For centuries garlic has been hailed for its health benefits but cardiovascular researchers from the University of Connecticut School of Medicine said they have the first scientific evidence that freshly crushed garlic has more potent heart-healthy effects than dried garlic.
Their study, based on feeding garlic to rats for 30 days, also challenged the belief that most of garlic's benefits are due to its rich array of antioxidants.

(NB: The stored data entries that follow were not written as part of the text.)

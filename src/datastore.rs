//! Owns the flat-file persisted layout under the configured data directory
//! (§6): the device key, bearer token, state checkpoint, provides store and
//! installed-artifact name. Every write goes through a temp-file-then-rename
//! so a crash mid-write never leaves a torn file, the same all-or-nothing
//! guarantee the Boot Environment gives its own writes.

use std::{
    collections::BTreeMap,
    fs,
    path::{Path, PathBuf},
};

use agent_api::{
    error::{AgentError, ErrorKind, Result},
    status::StateCheckpoint,
};
use serde::{de::DeserializeOwned, Serialize};

pub const KEY_FILE: &str = "mender-agent.pem";
pub const TOKEN_FILE: &str = "authtoken";
pub const STANDALONE_STATE_FILE: &str = "standalone-state";
pub const PROVIDES_FILE: &str = "provides";
pub const ARTIFACT_NAME_FILE: &str = "artifact-name";

/// Owned once by the daemon for its lifetime (§5: "the data store is opened
/// once by the daemon and owned for its lifetime").
pub struct DataStore {
    root: PathBuf,
}

impl DataStore {
    pub fn open(root: impl Into<PathBuf>) -> Result<Self> {
        let root = root.into();
        fs::create_dir_all(&root).map_err(|e| {
            AgentError::with_source(
                ErrorKind::Io,
                format!("failed to create data store directory '{}'", root.display()),
                e,
            )
        })?;
        Ok(DataStore { root })
    }

    pub fn path(&self) -> &Path {
        &self.root
    }

    fn file(&self, name: &str) -> PathBuf {
        self.root.join(name)
    }

    pub fn read_bytes(&self, name: &str) -> Result<Option<Vec<u8>>> {
        match fs::read(self.file(name)) {
            Ok(bytes) => Ok(Some(bytes)),
            Err(e) if e.kind() == std::io::ErrorKind::NotFound => Ok(None),
            Err(e) => Err(AgentError::with_source(
                ErrorKind::Io,
                format!("failed to read '{name}'"),
                e,
            )),
        }
    }

    /// Writes `bytes` to `name` via a temp file in the same directory plus a
    /// rename, so the update is atomic from the filesystem's point of view.
    pub fn write_atomic(&self, name: &str, bytes: &[u8]) -> Result<()> {
        let dest = self.file(name);
        let mut tmp = tempfile::NamedTempFile::new_in(&self.root).map_err(|e| {
            AgentError::with_source(ErrorKind::Io, "failed to create temp file", e)
        })?;
        use std::io::Write;
        tmp.write_all(bytes)
            .map_err(|e| AgentError::with_source(ErrorKind::Io, "failed to write temp file", e))?;
        tmp.as_file().sync_all().map_err(|e| {
            AgentError::with_source(ErrorKind::Io, "failed to sync temp file", e)
        })?;
        tmp.persist(&dest).map_err(|e| {
            AgentError::with_source(
                ErrorKind::Io,
                format!("failed to persist '{}'", dest.display()),
                e.error,
            )
        })?;
        Ok(())
    }

    pub fn remove(&self, name: &str) -> Result<()> {
        match fs::remove_file(self.file(name)) {
            Ok(()) => Ok(()),
            Err(e) if e.kind() == std::io::ErrorKind::NotFound => Ok(()),
            Err(e) => Err(AgentError::with_source(
                ErrorKind::Io,
                format!("failed to remove '{name}'"),
                e,
            )),
        }
    }

    fn read_json<T: DeserializeOwned>(&self, name: &str) -> Result<Option<T>> {
        match self.read_bytes(name)? {
            Some(bytes) => Ok(Some(serde_json::from_slice(&bytes)?)),
            None => Ok(None),
        }
    }

    fn write_json<T: Serialize>(&self, name: &str, value: &T) -> Result<()> {
        let bytes = serde_json::to_vec_pretty(value)?;
        self.write_atomic(name, &bytes)
    }

    // --- Device key (owned exclusively by the Authorization Manager) ---

    pub fn read_key_pem(&self) -> Result<Option<Vec<u8>>> {
        self.read_bytes(KEY_FILE)
    }

    pub fn write_key_pem(&self, pem: &[u8]) -> Result<()> {
        self.write_atomic(KEY_FILE, pem)
    }

    // --- Bearer token ---

    pub fn read_token(&self) -> Result<Vec<u8>> {
        Ok(self.read_bytes(TOKEN_FILE)?.unwrap_or_default())
    }

    pub fn write_token(&self, token: &[u8]) -> Result<()> {
        self.write_atomic(TOKEN_FILE, token)
    }

    pub fn remove_token(&self) -> Result<()> {
        self.remove(TOKEN_FILE)
    }

    // --- State checkpoint ---

    pub fn read_checkpoint(&self) -> Result<Option<StateCheckpoint>> {
        self.read_json(STANDALONE_STATE_FILE)
    }

    pub fn write_checkpoint(&self, checkpoint: &StateCheckpoint) -> Result<()> {
        self.write_json(STANDALONE_STATE_FILE, checkpoint)
    }

    pub fn clear_checkpoint(&self) -> Result<()> {
        self.remove(STANDALONE_STATE_FILE)
    }

    // --- Provides store ---

    pub fn read_provides(&self) -> Result<BTreeMap<String, String>> {
        Ok(self.read_json(PROVIDES_FILE)?.unwrap_or_default())
    }

    pub fn write_provides(&self, provides: &BTreeMap<String, String>) -> Result<()> {
        self.write_json(PROVIDES_FILE, provides)
    }

    // --- Installed artifact name ---

    pub fn read_artifact_name(&self) -> Result<String> {
        Ok(self
            .read_bytes(ARTIFACT_NAME_FILE)?
            .map(|b| String::from_utf8_lossy(&b).trim().to_string())
            .unwrap_or_default())
    }

    pub fn write_artifact_name(&self, name: &str) -> Result<()> {
        self.write_atomic(ARTIFACT_NAME_FILE, name.as_bytes())
    }
}

/// Applies an artifact's provides/clears-provides to the current store, per
/// the invariant in §3: the new store is exactly the union of `provides`
/// minus `clears_provides`, applied to the previous store.
pub fn apply_provides(
    previous: &BTreeMap<String, String>,
    provides: &BTreeMap<String, String>,
    clears_provides: &[String],
) -> BTreeMap<String, String> {
    let mut next = previous.clone();
    for key in clears_provides {
        next.remove(key);
    }
    for (key, value) in provides {
        next.insert(key.clone(), value.clone());
    }
    next
}

#[cfg(test)]
mod tests {
    use super::*;

    #[test]
    fn write_then_read_token_round_trips() {
        let dir = tempfile::tempdir().unwrap();
        let store = DataStore::open(dir.path()).unwrap();
        store.write_token(b"abc123").unwrap();
        assert_eq!(store.read_token().unwrap(), b"abc123");
    }

    #[test]
    fn missing_token_file_reads_as_empty() {
        let dir = tempfile::tempdir().unwrap();
        let store = DataStore::open(dir.path()).unwrap();
        assert_eq!(store.read_token().unwrap(), Vec::<u8>::new());
    }

    #[test]
    fn checkpoint_round_trips_through_json() {
        let dir = tempfile::tempdir().unwrap();
        let store = DataStore::open(dir.path()).unwrap();
        assert!(store.read_checkpoint().unwrap().is_none());

        let checkpoint = StateCheckpoint::new("update-install");
        store.write_checkpoint(&checkpoint).unwrap();
        assert_eq!(store.read_checkpoint().unwrap(), Some(checkpoint));

        store.clear_checkpoint().unwrap();
        assert!(store.read_checkpoint().unwrap().is_none());
    }

    #[test]
    fn apply_provides_is_union_minus_cleared() {
        let mut previous = BTreeMap::new();
        previous.insert("rootfs-image.version".to_string(), "v1".to_string());
        previous.insert("data-partition.version".to_string(), "d1".to_string());

        let mut provides = BTreeMap::new();
        provides.insert("rootfs-image.version".to_string(), "v2".to_string());

        let next = apply_provides(&previous, &provides, &["data-partition.version".to_string()]);

        let mut expected = BTreeMap::new();
        expected.insert("rootfs-image.version".to_string(), "v2".to_string());
        assert_eq!(next, expected);
    }
}
//! Deployment Log Hook (§4.12): a `tracing_subscriber::Layer` that forwards
//! every log record to the Deployment Log Manager while a deployment is in
//! progress, no-op when disabled. Mirrors the teacher's `LogSender`
//! (`enabled()` gated on "is there a server/target set", `log()` forwards
//! the record) with the remote target replaced by the local log file.

use std::sync::Arc;

use tracing::{Event, Subscriber};
use tracing_subscriber::{layer::Context, Layer};

use crate::deploylog::{DeploymentLogManager, LogLine};

pub struct DeploymentLogHook {
    manager: Arc<DeploymentLogManager>,
}

impl DeploymentLogHook {
    pub fn new(manager: Arc<DeploymentLogManager>) -> Self {
        DeploymentLogHook { manager }
    }
}

impl<S: Subscriber> Layer<S> for DeploymentLogHook {
    fn on_event(&self, event: &Event<'_>, _ctx: Context<'_, S>) {
        let mut message = String::new();
        let mut visitor = MessageVisitor(&mut message);
        event.record(&mut visitor);

        let line = LogLine {
            time: now_rfc3339(),
            level: event.metadata().level().to_string(),
            message,
        };
        let _ = self.manager.write_line(&line);
    }
}

struct MessageVisitor<'a>(&'a mut String);

impl<'a> tracing::field::Visit for MessageVisitor<'a> {
    fn record_debug(&mut self, field: &tracing::field::Field, value: &dyn std::fmt::Debug) {
        if field.name() == "message" {
            use std::fmt::Write;
            let _ = write!(self.0, "{value:?}");
        }
    }
}

fn now_rfc3339() -> String {
    chrono::Utc::now().to_rfc3339()
}

#[cfg(test)]
mod tests {
    use super::*;
    use tracing_subscriber::prelude::*;

    #[test]
    fn hook_forwards_events_to_the_manager() {
        let dir = tempfile::tempdir().unwrap();
        let manager = Arc::new(DeploymentLogManager::new(dir.path()));
        manager.enable("dep-1").unwrap();

        let hook = DeploymentLogHook::new(manager.clone());
        let subscriber = tracing_subscriber::registry().with(hook);

        tracing::subscriber::with_default(subscriber, || {
            tracing::info!("hello from the hook");
        });

        let lines = manager.get_logs("dep-1").unwrap();
        assert_eq!(lines.len(), 1);
        assert!(lines[0].message.contains("hello from the hook"));
    }

    #[test]
    fn hook_is_silent_when_disabled() {
        let dir = tempfile::tempdir().unwrap();
        let manager = Arc::new(DeploymentLogManager::new(dir.path()));

        let hook = DeploymentLogHook::new(manager.clone());
        let subscriber = tracing_subscriber::registry().with(hook);

        tracing::subscriber::with_default(subscriber, || {
            tracing::info!("nobody is listening");
        });

        assert!(manager.get_logs("dep-1").unwrap().is_empty());
    }
}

The researchers found instead that garlic's heart-healthy effects seemed to result mainly from hydrogen sulfide, a chemical signaling substance formed after garlic is cut or crushed and relaxes blood vessels when eaten.
"Although best known as the stuff that gives rotten eggs their distinctive odor, hydrogen sulfide also acts as a chemical messenger in the body, relaxing blood vessels and allowing more blood to pass through," said researcher Dipak Das in a statement.
"Processed and cooked garlic, however, loses its ability to generate hydrogen sulfide."
The study, to be published in the Journal of Agricultural and Food Chemistry, was based on scientists giving freshly crushed garlic and processed garlic to two groups of lab rats.
They then studied how well the animals' hearts recovered from simulated heart attacks.
"Both crushed and processed garlic reduced damage from lack of oxygen, but the fresh garlic group had a significantly greater effect on restoring good blood flow in the aorta and increased pressure in the left ventricle of the heart," said Das.
He said these results were potentially important as there was growing interest among heart patients to use natural and complementary medicine. Figures showed that one in three American adults use some form of alternative medicine.
"The results of the present study strongly suggest that using fresh garlic would provide maximal and added benefits to the cardiovascular patients," he said.